Initially, this was because there weren’t that many resources out there about the role of a Technical Program Manager. I wanted to begin building a series of articles to act as a paper trail for anyone else going on a similar TPM journey.
In terms of books, there wasn’t much (if any?).
I had collected a series of Program Management books, Product Management books, and System Design books. This was my informal research approach as I navigated the unknowns of being a TPM. But ultimately, I was left wanting a better form of mentoring and coaching in the form of a dedicated TPM book. It just wasn’t there. And I certainly wasn’t ready to write on myself.
Fast forward to today.
Good news: the situation is not the same!
A Growing Pool of Resources
Across the TPM Community, we’ve got a growing collection of fantastic books to choose from. Here are at least 4 that come to mind:
Technical Program Manager's Handbook: Unlock your TPM potential by leading technical projects successfully and elevating your career path by Josh Teter (2nd revised edition launching soon!)
The Art of Strategic Execution: Finding Success in Technical Program Management by Priyanka Shinde
The Technical Program Manager's Guide: Navigating the Path to Success by Arpit Agrawal
Evangelizing the TPM Craft: Principles and Practices of Technical Program Management in Silicon Valley by Zhanat Abylkassym
There might even be a few more (none of the links above are sponsored).
A lot could be said about all these books. Most recently, I’ve been reading the last one linked there, Evangelizing the TPM Craft by Zhanat.
He has created such an valuable resource for the TPM Community. My past self would’ve been thrilled to have this level of depth and breadth to guide my efforts and career path as a Technical Program Manager.
I want to share with you what I found so incredibly valuable in his book. Let’s jump in.
Zhanat’s Book is Wildly Comprehensive
Right off the bat, you should know that this book is very comprehensive. Consider these key questions that are answered by various portions of the book:
How do TPM’s fit into engineering orgs?
How does the TPM role compare with partner roles like engineering manager, product manager, project manager, and even a non-technical program manager?

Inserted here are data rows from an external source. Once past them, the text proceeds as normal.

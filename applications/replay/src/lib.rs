//! Cadence Replay
//!
//! Feeds a recorded list of playback commands through a
//! [`PlaybackRegistry`](cadence_playback::PlaybackRegistry) and collects
//! what each command answered.

pub mod config;
pub mod error;
pub mod replay;

pub use crate::config::{OutputSettings, ReplayConfig};
pub use crate::error::{ReplayError, Result};
pub use crate::replay::{read_commands, replay, write_results, ReplayOutput};
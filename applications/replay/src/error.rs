/// Replay error types
use thiserror::Error;

pub type Result<T> = std::result::Result<T, ReplayError>;

#[derive(Debug, Error)]
pub enum ReplayError {
    #[error("Configuration error: {0}")]
    Config(String),

    #[error("Malformed command records: {0}")]
    Json(#[from] serde_json::Error),

    #[error("IO error: {0}")]
    Io(#[from] std::io::Error),
}

impl From<config::ConfigError> for ReplayError {
    fn from(err: config::ConfigError) -> Self {
        ReplayError::Config(err.to_string())
    }
}
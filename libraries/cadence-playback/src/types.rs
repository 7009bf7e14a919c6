//! Core types for playback sessions

use crate::source::SourceKind;
use serde::{Deserialize, Serialize};

/// Signed number of seconds
///
/// Signed because a rewind is applied as a negative tick and the remaining
/// time may dip below zero while a tick crosses track boundaries.
pub type Seconds = i64;

/// A single song
#[derive(Debug, Clone, PartialEq, Eq, Serialize, Deserialize)]
pub struct Song {
    /// Song title, reported by status
    pub name: String,

    /// Length in seconds
    pub duration: u32,
}

/// A single podcast episode
#[derive(Debug, Clone, PartialEq, Eq, Serialize, Deserialize)]
pub struct Episode {
    /// Episode title, also the key for resume positions
    pub name: String,

    /// Length in seconds
    pub duration: u32,
}

/// Playlist visibility
#[derive(Debug, Clone, Copy, PartialEq, Eq, Default, Serialize, Deserialize)]
#[serde(rename_all = "lowercase")]
pub enum Visibility {
    #[default]
    Public,
    Private,
}

/// User-curated list of songs
#[derive(Debug, Clone, PartialEq, Eq, Serialize, Deserialize)]
pub struct Playlist {
    pub name: String,
    pub owner: String,
    #[serde(default)]
    pub visibility: Visibility,
    pub songs: Vec<Song>,
}

/// Ordered list of episodes published by a host
#[derive(Debug, Clone, PartialEq, Eq, Serialize, Deserialize)]
pub struct Podcast {
    pub name: String,
    pub owner: String,
    pub episodes: Vec<Episode>,
}

/// Artist release; plays exactly like a playlist
#[derive(Debug, Clone, PartialEq, Eq, Serialize, Deserialize)]
pub struct Album {
    pub name: String,
    pub artist: String,
    pub songs: Vec<Song>,
}

/// Repeat mode
///
/// Cycles `Off -> Once -> All -> Off`. What `Once` and `All` mean depends on
/// the kind of source that is loaded, see [`RepeatMode::label`].
#[derive(Debug, Clone, Copy, PartialEq, Eq, Default, Serialize, Deserialize)]
pub enum RepeatMode {
    /// Stop when the source runs out
    #[default]
    Off,

    /// Song/podcast: replay once more. Playlist/album: loop the whole list
    Once,

    /// Song/podcast: loop forever. Playlist/album: loop the current song
    All,
}

impl RepeatMode {
    /// Next mode in the cycle
    pub fn cycle(self) -> Self {
        match self {
            RepeatMode::Off => RepeatMode::Once,
            RepeatMode::Once => RepeatMode::All,
            RepeatMode::All => RepeatMode::Off,
        }
    }

    /// Label reported by status for this mode on a source of `kind`
    pub fn label(self, kind: SourceKind) -> &'static str {
        match (self, kind) {
            (RepeatMode::Off, _) => "No Repeat",
            (RepeatMode::Once, SourceKind::Song | SourceKind::Podcast) => "Repeat Once",
            (RepeatMode::All, SourceKind::Song | SourceKind::Podcast) => "Repeat Infinite",
            (RepeatMode::Once, SourceKind::Playlist | SourceKind::Album) => "Repeat All",
            (RepeatMode::All, SourceKind::Playlist | SourceKind::Album) => "Repeat Current Song",
        }
    }
}

/// Snapshot reported by the `status` command
#[derive(Debug, Clone, PartialEq, Eq, Serialize, Deserialize)]
#[serde(rename_all = "camelCase")]
pub struct Status {
    /// Current track name, empty when nothing is loaded
    pub name: String,

    /// Seconds left in the current track
    pub remained_time: Seconds,

    /// Repeat label, e.g. "Repeat Current Song"
    pub repeat: String,

    /// Whether shuffle is enabled
    pub shuffle: bool,

    /// Whether playback is paused
    pub paused: bool,
}

impl Status {
    /// Status of a session with nothing loaded
    pub fn empty() -> Self {
        Self {
            name: String::new(),
            remained_time: 0,
            repeat: RepeatMode::Off.label(SourceKind::Song).to_string(),
            shuffle: false,
            paused: true,
        }
    }
}

/// Configuration for playback sessions
#[derive(Debug, Clone, PartialEq, Eq, Serialize, Deserialize)]
#[serde(default)]
pub struct PlaybackConfig {
    /// Seconds moved by podcast forward/backward (default: 90)
    pub skip_interval_secs: Seconds,
}

impl PlaybackConfig {
    /// Validate configuration
    pub fn validate(&self) -> crate::error::Result<()> {
        if self.skip_interval_secs <= 0 {
            return Err(crate::error::PlaybackError::InvalidSkipInterval(
                self.skip_interval_secs,
            ));
        }

        Ok(())
    }

    /// Skip interval, or the default one when the configured value is invalid
    pub fn effective_skip_interval(&self) -> Seconds {
        if self.validate().is_ok() {
            self.skip_interval_secs
        } else {
            let fallback = Self::default().skip_interval_secs;
            tracing::warn!(
                configured = self.skip_interval_secs,
                fallback,
                "Ignoring non-positive skip interval"
            );
            fallback
        }
    }
}

impl Default for PlaybackConfig {
    fn default() -> Self {
        Self {
            skip_interval_secs: 90,
        }
    }
}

How can a person transition into the TPM role?
What are the expectations of TPM’s at different levels of seniority?
How should I effectively structure my TPM resume? and what should I expect in interviews?
What does it mean to be a technical program manager? (this was one of my favorite parts! Zhanat over-delivers in this section)
What exactly does it look like to drive a program as a technical program manager?
What does it mean to manage as a technical program manager?
How do I intentionally grow as a TPM?
How do I influence without authority?
How do I manage conflict?
Wow. Look at those hard hitting questions. And that’s just scratching the surface.
There is absolutely no room in this post to go through each of those sections, so I’d like to share 3 of my favorite highlights.
3 of My Favorite Highlights from Evangelizing The TPM Craft
Highlight #1
The true value of a TPM shines not when the programs are green and easy, but when you can lead people through the rough seas.
When I started my TPM journey, I was under the false pretense that the ideal TPM situation is to walk into a well-structured project to run, I’d run it, and everyone would be happy.
I had many, many wake-up calls before I truly began to see the job of a TPM for what it really is.
As humans, our brains naturally resist ambiguity and chaos. The natural reaction is to be stressed with ambiguity and chaos. Solving for ambiguity and chaos are hard problems.
As a Technical Program Manager, you get thrown into ambiguous and chaotic situations all the time. The fundamental acknowledgement that this is the job helped pivot my paradigm years ago.
While everyone else scrambles, frets, worries, and stresses…the TPM is there to be an anchor, a guide, and navigator to calm waters.
You are there because of the ambiguity and chaos.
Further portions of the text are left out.